O Espírito é o vínculo da comunhão, o Senhor e doador da vida, incluindo a vida social. Quando o Espírito é derramado, a terra é renovada, os frutos do Espírito florescem, o justo decreto da lei é cumprido e os homens adoram e servem ao Criador em vez da criatura.

A necessidade da redenção da sociedade pode ser declarada como uma necessidade do derramamento do Espírito, que é a unidade da sociedade do Pai e do Filho, e o Espírito nos é assegurado pela obediência do Filho ao Pai.
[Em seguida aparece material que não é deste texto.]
//! Error types for the Shift Billing Engine.
//!
//! This module provides strongly-typed errors using the `thiserror` crate
//! for all error conditions that can occur during billing calculation.

use thiserror::Error;

/// The main error type for the Shift Billing Engine.
///
/// All operations in the engine return this error type, making it easy
/// to handle errors consistently throughout the application.
///
/// # Example
///
/// ```
/// use billing_engine::error::EngineError;
///
/// let error = EngineError::ConfigNotFound {
///     path: "/missing/file.yaml".to_string(),
/// };
/// assert_eq!(error.to_string(), "Configuration file not found: /missing/file.yaml");
/// ```
#[derive(Debug, Error)]
pub enum EngineError {
    /// Configuration file was not found at the specified path.
    #[error("Configuration file not found: {path}")]
    ConfigNotFound {
        /// The path that was not found.
        path: String,
    },

    /// Configuration file could not be parsed.
    #[error("Failed to parse configuration file '{path}': {message}")]
    ConfigParseError {
        /// The path to the file that failed to parse.
        path: String,
        /// A description of the parse error.
        message: String,
    },

    /// A rate tier group violated a structural rule.
    #[error("Invalid rate tier configuration for '{group}': {message}")]
    InvalidTierConfig {
        /// The (company, shift type, day type) group that failed validation.
        group: String,
        /// A description of the structural violation.
        message: String,
    },

    /// A wall-clock time string was not a valid 24-hour "HH:MM" value.
    #[error("Invalid time '{value}': {message}")]
    InvalidTime {
        /// The string that failed to parse.
        value: String,
        /// A description of what made the value invalid.
        message: String,
    },

    /// A shift was invalid or contained inconsistent data.
    #[error("Invalid shift '{shift_id}': {message}")]
    InvalidShift {
        /// The ID of the invalid shift.
        shift_id: String,
        /// A description of what made the shift invalid.
        message: String,
    },

    /// The reference-data store failed to supply requested data.
    #[error("Store error: {message}")]
    StoreError {
        /// A description of the store failure.
        message: String,
    },
}

/// A type alias for Results that return EngineError.
pub type EngineResult<T> = Result<T, EngineError>;
//! Billing result models.
//!
//! This module contains the computed line items and per-shift results
//! produced by the billing calculator. All monetary values are integer
//! minor currency units (e.g. cents); presentation code owns formatting.

use chrono::NaiveDate;
use rust_decimal::prelude::ToPrimitive;
use rust_decimal::{Decimal, RoundingStrategy};
use serde::{Deserialize, Serialize};

use crate::models::{DayCategory, Shift};

/// Computes the minor-unit subtotal for a block of hours at a rate.
///
/// Rounds half away from zero at minor-unit granularity, the rounding
/// convention used for every monetary amount the engine produces.
///
/// # Examples
///
/// ```
/// use billing_engine::models::subtotal_minor_units;
/// use rust_decimal::Decimal;
///
/// // 8 hours at 2500 minor units/hour
/// assert_eq!(subtotal_minor_units(Decimal::new(80, 1), 2500), 20000);
///
/// // 7.5 hours at 2525 minor units/hour rounds 18937.5 up
/// assert_eq!(subtotal_minor_units(Decimal::new(75, 1), 2525), 18938);
/// ```
pub fn subtotal_minor_units(hours: Decimal, rate_per_hour: i64) -> i64 {
    let amount = (hours * Decimal::from(rate_per_hour))
        .round_dp_with_strategy(0, RoundingStrategy::MidpointAwayFromZero);
    amount.to_i64().expect("rounded subtotal fits in i64")
}

/// A single billed line item: some hours of one category at one rate.
///
/// Every allocation carries its category explicitly from the point it is
/// produced; downstream aggregation never re-derives the category from
/// the rate. `tier` is the originating tier's order for tiered billing
/// and `None` for flat-rate and fallback lines.
///
/// # Example
///
/// ```
/// use billing_engine::models::{DayCategory, RatedAllocation};
/// use rust_decimal::Decimal;
///
/// let line = RatedAllocation::new(DayCategory::Weekday, Some(1), Decimal::new(80, 1), 2500);
/// assert_eq!(line.subtotal, 20000);
/// ```
#[derive(Debug, Clone, PartialEq, Eq, Serialize, Deserialize)]
pub struct RatedAllocation {
    /// The day category the hours are billed under.
    pub category: DayCategory,
    /// Order of the rate tier the hours were consumed from, if any.
    pub tier: Option<u32>,
    /// The number of hours billed on this line.
    pub hours: Decimal,
    /// The rate applied, in minor units per hour.
    pub rate: i64,
    /// The line amount in minor units: `round(hours * rate)`.
    pub subtotal: i64,
}

impl RatedAllocation {
    /// Creates an allocation, deriving the subtotal from hours and rate.
    pub fn new(category: DayCategory, tier: Option<u32>, hours: Decimal, rate: i64) -> Self {
        Self {
            category,
            tier,
            hours,
            rate,
            subtotal: subtotal_minor_units(hours, rate),
        }
    }
}

/// The complete billing result for a single shift.
///
/// `day_type` is the calendar classification of the shift's date; the
/// allocations carry the billed categories, which differ from `day_type`
/// when weekday evening hours were split off as weeknight.
#[derive(Debug, Clone, PartialEq, Eq, Serialize, Deserialize)]
pub struct ShiftBilling {
    /// The shift this billing belongs to.
    pub shift_id: String,
    /// The rostered date of the shift.
    pub date: NaiveDate,
    /// The calendar classification of the shift's date.
    pub day_type: DayCategory,
    /// The shift type the rates were resolved for.
    pub shift_type: String,
    /// Total billed hours: the sum of the allocation hours.
    pub total_hours: Decimal,
    /// Total amount in minor units: the sum of the allocation subtotals.
    pub total_amount: i64,
    /// The individual billed line items.
    pub billing: Vec<RatedAllocation>,
}

impl ShiftBilling {
    /// Assembles a shift's billing result, deriving the totals from the
    /// allocations.
    pub fn new(shift: &Shift, day_type: DayCategory, billing: Vec<RatedAllocation>) -> Self {
        let total_hours = billing.iter().map(|line| line.hours).sum();
        let total_amount = billing.iter().map(|line| line.subtotal).sum();
        Self {
            shift_id: shift.id.clone(),
            date: shift.date,
            day_type,
            shift_type: shift.shift_type.clone(),
            total_hours,
            total_amount,
            billing,
        }
    }
}

/// Accumulated hours and amount for one day category.
#[derive(Debug, Clone, Copy, Default, PartialEq, Eq, Serialize, Deserialize)]
pub struct CategoryTotals {
    /// Accumulated billed hours.
    pub hours: Decimal,
    /// Accumulated amount in minor units.
    pub amount: i64,
}

impl CategoryTotals {
    /// Folds one allocation into the running totals.
    pub fn accumulate(&mut self, line: &RatedAllocation) {
        self.hours += line.hours;
        self.amount += line.subtotal;
    }
}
Uma teologia trinitária da expiação integra, portanto, as dimensões teológica e sociológica e dá um passo em direção à explicação da necessidade sociológica da cruz. O Espírito é necessário para a redenção da sociedade; a obediência do Filho na cruz assegura o Espírito; e, portanto, o “sacrifício” de Jesus é a condição necessária para a redenção da sociedade.

Um excelente artigo recente de Kahled Anatolios, publicado na Pro Ecclesia , destaca outra característica de um relato trinitário da expiação. Anatolios descreve o Espírito como agente imanente (dentro da vida trinitária) do “amor mútuo” do Pai e do Filho, e a obra econômica do Espírito (as ações de Deus fora de Si mesmo) como a “disponibilidade” de Deus para nós. É por meio do Espírito que passamos a compartilhar a filiação inerentemente “incompartilhável” do Filho Eterno. Essa soteriologia trinitária também assume uma dimensão eclesial ou social.

O Espírito, que é o agente da disponibilidade de Deus para nós, trabalha para nos abrir à disponibilidade para os outros. Como Anatólio afirma:

Pelo Espírito, experimentamos, desde dentro, o apelo para disponibilizar aos outros tanto amor quanto nós mesmos recebemos enquanto “amados”, de modo que a disponibilidade externa desse amor, no Espírito, se torna igual ao nosso status de amados, no Filho.

Como a disponibilidade mútua é o pré-requisito da comunidade, é o Espírito, assegurado e dado a nós pelo (e no) Filho em Sua expiação, que é o vínculo de qualquer verdadeira “comunidade”.

III.


Tenho discutido a teologia e a “teoria” da expiação e buscado maneiras de expressá-las. Mas Robert Jenson está, sem dúvida, correto ao afirmar que uma teoria da expiação é muito menos importante do que sua proclamação, e particularmente sua proclamação litúrgica.

Quer dizer, o que tornará a necessidade sociológica da cruz mais óbvia e persuasiva não são as investigações de um teólogo, mas a alegria, o louvor e o autossacrifício de uma Igreja que conhece, adora e serve a Jesus, e a Ele Crucificado.